● **HOW TO COMPLETE THIS TASK**
Locate the word "anyhow" in the entries below, then gather every line that holds it.

------ RECORD SET ------

//! Error types for the Studymate application.

use serde::{Deserialize, Serialize};
use thiserror::Error;

/// A shared error type for the entire Studymate application.
///
/// Conversation contract violations, completion failures and storage failures
/// all surface through this enum so callers can match on a single type.
#[derive(Error, Debug, Clone, PartialEq, Serialize, Deserialize)]
pub enum StudyError {
    /// Entity not found error with type information
    #[error("Entity not found: {entity_type} '{id}'")]
    NotFound {
        entity_type: &'static str,
        id: String,
    },

    /// IO error (file system operations)
    #[error("IO error: {message}")]
    Io { message: String },

    /// Data access error (repository/storage layer)
    #[error("Data access error: {0}")]
    DataAccess(String),

    /// Serialization/deserialization error
    #[error("Serialization error: {format} - {message}")]
    Serialization {
        format: String, // "TOML", "JSON", etc.
        message: String,
    },

    /// Configuration error
    #[error("Configuration error: {0}")]
    Config(String),

    /// The completion provider could not produce a reply.
    #[error("Completion failed: {message}")]
    Completion {
        message: String,
        status_code: Option<u16>,
        is_retryable: bool,
    },

    /// A submission carried neither text nor an image.
    #[error("Nothing to send: the message is empty")]
    EmptySubmission,

    /// A reply is still pending for this conversation.
    #[error("A reply is already pending for this conversation")]
    RequestInFlight,

    /// `initialize` was called on a conversation that already has messages.
    #[error("Conversation is already initialized")]
    AlreadyInitialized,

    /// An image attachment could not be encoded or decoded.
    #[error("Invalid attachment: {0}")]
    InvalidAttachment(String),

    /// Internal error (should not happen in normal operation)
    #[error("Internal error: {0}")]
    Internal(String),
}

impl StudyError {
    // ============================================================================
    // Constructor helpers
    // ============================================================================

    /// Creates a NotFound error
    pub fn not_found(entity_type: &'static str, id: impl Into<String>) -> Self {
        Self::NotFound {
            entity_type,
            id: id.into(),
        }
    }

    /// Creates a Config error
    pub fn config(message: impl Into<String>) -> Self {
        Self::Config(message.into())
    }

    /// Creates a DataAccess error
    pub fn data_access(message: impl Into<String>) -> Self {
        Self::DataAccess(message.into())
    }

    /// Creates a non-retryable Completion error without an HTTP status.
    pub fn completion(message: impl Into<String>) -> Self {
        Self::Completion {
            message: message.into(),
            status_code: None,
            is_retryable: false,
        }
    }

    // ============================================================================
    // Type checking methods
    // ============================================================================

    /// Check if this is a NotFound error
    pub fn is_not_found(&self) -> bool {
        matches!(self, Self::NotFound { .. })
    }

    /// Check if this is an IO error
    pub fn is_io(&self) -> bool {
        matches!(self, Self::Io { .. })
    }

    /// Check if this is a serialization error
    pub fn is_serialization(&self) -> bool {
        matches!(self, Self::Serialization { .. })
    }

    /// Check if this is a completion error the caller may retry.
    pub fn is_retryable(&self) -> bool {
        matches!(
            self,
            Self::Completion {
                is_retryable: true,
                ..
            }
        )
    }

    /// Message suitable for showing to the user in an alert.
    ///
    /// Completion failures carry the provider's own message; everything else
    /// falls back to the `Display` text.
    pub fn user_message(&self) -> String {
        match self {
            Self::Completion { message, .. } => message.clone(),
            other => other.to_string(),
        }
    }
}

// ============================================================================
// From implementations for automatic conversion
// ============================================================================

impl From<std::io::Error> for StudyError {
    fn from(err: std::io::Error) -> Self {
        Self::Io {
            message: format!("{} (kind: {:?})", err, err.kind()),
        }
    }
}

impl From<serde_json::Error> for StudyError {
    fn from(err: serde_json::Error) -> Self {
        Self::Serialization {
            format: "JSON".to_string(),
            message: err.to_string(),
        }
    }
}

impl From<toml::de::Error> for StudyError {
    fn from(err: toml::de::Error) -> Self {
        Self::Serialization {
            format: "TOML".to_string(),
            message: err.to_string(),
        }
    }
}

impl From<toml::ser::Error> for StudyError {
    fn from(err: toml::ser::Error) -> Self {
        Self::Serialization {
            format: "TOML".to_string(),
            message: err.to_string(),
        }
    }
}

impl From<base64::DecodeError> for StudyError {
    fn from(err: base64::DecodeError) -> Self {
        Self::InvalidAttachment(err.to_string())
    }
}

/// Conversion from anyhow::Error (used at binary boundaries)
impl From<anyhow::Error> for StudyError {
    fn from(err: anyhow::Error) -> Self {
        Self::Internal(err.to_string())
    }
}

/// Conversion from String (for error messages)
impl From<String> for StudyError {
    fn from(err: String) -> Self {
        Self::Internal(err)
    }
}

/// A type alias for `Result<T, StudyError>`.
pub type Result<T> = std::result::Result<T, StudyError>;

------

● **TASK SOLUTION**
/// Conversion from anyhow::Error (used at binary boundaries)
impl From<anyhow::Error> for StudyError {
    fn from(err: anyhow::Error) -> Self {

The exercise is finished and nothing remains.